Message #5 received at submit <at> debbugs.gnu.org (full text, mbox):

From: David Kastrup <dak <at> gnu.org>
To: bug-guile <at> gnu.org
Subject: equal? has no sensible code path for symbols
Date: Sun, 17 May 2020 12:49:50 +0200
In Scheme, symbols can be compared using eq? for equality.  However,
since they have garbage-collected content attached, they do not meet the
predicate SCM_IMP in the short-circuit evaluation at the start of equal?
This means that unequal symbols compared using equal? fall through a
whole bunch of tests and end up in a general structural comparison
comparing their underlying string names.

This completely sabotages the semantics symbols are intended for.
Behavior for eqv? is similar but the fall-through at least is not as
expensive as it is for equal? .

-- 
David Kastrup




Information forwarded to bug-guile <at> gnu.org:
bug#41354; Package guile. (Wed, 27 May 2020 20:41:01 GMT) Full text and rfc822 format available.

Message #8 received at 41354 <at> debbugs.gnu.org (full text, mbox):

From: Ludovic Courtès <ludo <at> gnu.org>
To: David Kastrup <dak <at> gnu.org>
Cc: 41354 <at> debbugs.gnu.org
Subject: Re: bug#41354: equal? has no sensible code path for symbols
Date: Wed, 27 May 2020 22:39:59 +0200
Hi David,

David Kastrup <dak <at> gnu.org> skribis:

> In Scheme, symbols can be compared using eq? for equality.  However,
> since they have garbage-collected content attached, they do not meet the
> predicate SCM_IMP in the short-circuit evaluation at the start of equal?
> This means that unequal symbols compared using equal? fall through a
> whole bunch of tests and end up in a general structural comparison
> comparing their underlying string names.

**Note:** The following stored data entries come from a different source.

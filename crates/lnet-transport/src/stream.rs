use std::io::{ErrorKind, Read, Write};
use std::net::{Shutdown, TcpStream};
use std::time::Duration;

use bytes::Bytes;
use tracing::debug;

use crate::error::{Result, TransportError};
use crate::traits::Transport;

const READ_CHUNK_SIZE: usize = 512;

/// Smallest read timeout handed to the OS. A zero timeout is rejected by
/// `set_read_timeout`.
const MIN_READ_TIMEOUT: Duration = Duration::from_millis(1);

/// A std stream that supports bounded blocking reads.
pub trait TimeoutStream: Read + Write + Send {
    /// Set the read timeout on the underlying stream.
    fn set_read_timeout(&self, timeout: Option<Duration>) -> std::io::Result<()>;

    /// Shut the stream down in both directions.
    fn shutdown(&self) -> std::io::Result<()>;
}

impl TimeoutStream for TcpStream {
    fn set_read_timeout(&self, timeout: Option<Duration>) -> std::io::Result<()> {
        TcpStream::set_read_timeout(self, timeout)
    }

    fn shutdown(&self) -> std::io::Result<()> {
        TcpStream::shutdown(self, Shutdown::Both)
    }
}

#[cfg(unix)]
impl TimeoutStream for std::os::unix::net::UnixStream {
    fn set_read_timeout(&self, timeout: Option<Duration>) -> std::io::Result<()> {
        std::os::unix::net::UnixStream::set_read_timeout(self, timeout)
    }

    fn shutdown(&self) -> std::io::Result<()> {
        std::os::unix::net::UnixStream::shutdown(self, Shutdown::Both)
    }
}

/// [`Transport`] over any [`TimeoutStream`].
pub struct StreamTransport<S> {
    inner: Option<S>,
    read_timeout: Option<Duration>,
    label: &'static str,
}

impl<S: TimeoutStream> StreamTransport<S> {
    /// Wrap an already connected stream.
    pub fn new(stream: S) -> Self {
        Self::with_label(stream, "stream")
    }

    /// Wrap a stream with an explicit diagnostic name.
    pub fn with_label(stream: S, label: &'static str) -> Self {
        Self {
            inner: Some(stream),
            read_timeout: None,
            label,
        }
    }

    /// Borrow the underlying stream, if still open.
    pub fn get_ref(&self) -> Option<&S> {
        self.inner.as_ref()
    }

    /// True until [`Transport::close`] was called or the peer hung up.
    pub fn is_open(&self) -> bool {
        self.inner.is_some()
    }

    fn stream(&mut self) -> Result<&mut S> {
        self.inner.as_mut().ok_or(TransportError::Closed)
    }

    fn apply_read_timeout(&mut self, max_wait: Duration) -> Result<()> {
        let wanted = Some(max_wait.max(MIN_READ_TIMEOUT));
        if self.read_timeout != wanted {
            self.stream()?.set_read_timeout(wanted)?;
            self.read_timeout = wanted;
        }
        Ok(())
    }
}

impl StreamTransport<TcpStream> {
    /// Connect to an LNet device bridged over TCP.
    pub fn connect_tcp(addr: impl std::net::ToSocketAddrs) -> Result<Self> {
        let stream = TcpStream::connect(addr)?;
        stream.set_nodelay(true)?;
        debug!(peer = ?stream.peer_addr().ok(), "connected tcp transport");
        Ok(Self::with_label(stream, "tcp"))
    }
}

impl<S: TimeoutStream> Transport for StreamTransport<S> {
    fn write(&mut self, data: &[u8]) -> Result<()> {
        let stream = self.stream()?;
        let mut offset = 0usize;
        while offset < data.len() {
            match stream.write(&data[offset..]) {
                Ok(0) => return Err(TransportError::Closed),
                Ok(n) => offset += n,
                Err(err) if err.kind() == ErrorKind::Interrupted => continue,
                Err(err) => return Err(TransportError::Io(err)),
            }
        }

        loop {
            match stream.flush() {
                Ok(()) => return Ok(()),
                Err(err) if err.kind() == ErrorKind::Interrupted => continue,
                Err(err) => return Err(TransportError::Io(err)),
            }
        }
    }

    fn read_available(&mut self, max_wait: Duration) -> Result<Bytes> {
        self.apply_read_timeout(max_wait)?;

        let mut chunk = [0u8; READ_CHUNK_SIZE];
        loop {
            match self.stream()?.read(&mut chunk) {
                Ok(0) => {
                    debug!(transport = self.label, "remote end closed the stream");
                    self.inner = None;
                    return Err(TransportError::Closed);
                }
                Ok(n) => return Ok(Bytes::copy_from_slice(&chunk[..n])),
                Err(err) if err.kind() == ErrorKind::Interrupted => continue,
                Err(err)
                    if err.kind() == ErrorKind::WouldBlock || err.kind() == ErrorKind::TimedOut =>
                {
                    return Err(TransportError::Timeout(max_wait));
                }
                Err(err) => return Err(TransportError::Io(err)),
            }
        }
    }

    fn close(&mut self) -> Result<()> {
        if let Some(stream) = self.inner.take() {
            debug!(transport = self.label, "closing stream transport");
            match stream.shutdown() {
                Ok(()) => {}
                Err(err) if err.kind() == ErrorKind::NotConnected => {}
                Err(err) => return Err(TransportError::Io(err)),
            }
        }
        Ok(())
    }

    fn name(&self) -> &str {
        self.label
    }
}

impl<S> std::fmt::Debug for StreamTransport<S> {
    fn fmt(&self, f: &mut std::fmt::Formatter<'_>) -> std::fmt::Result {
        f.debug_struct("StreamTransport")
            .field("label", &self.label)
            .field("open", &self.inner.is_some())
            .finish()
    }
}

‘equal?’ starts by checking for eq-ness, which LGTM:

  SCM
  scm_equal_p (SCM x, SCM y)
  #define FUNC_NAME s_scm_i_equal_p
  {
    SCM_CHECK_STACK;
   tailrecurse:
    SCM_TICK;
    if (scm_is_eq (x, y))
      return SCM_BOOL_T;

Or were you referring to something else?

Thanks,
Ludo’.




Information forwarded to bug-guile <at> gnu.org:
bug#41354; Package guile. (Wed, 27 May 2020 20:50:02 GMT) Full text and rfc822 format available.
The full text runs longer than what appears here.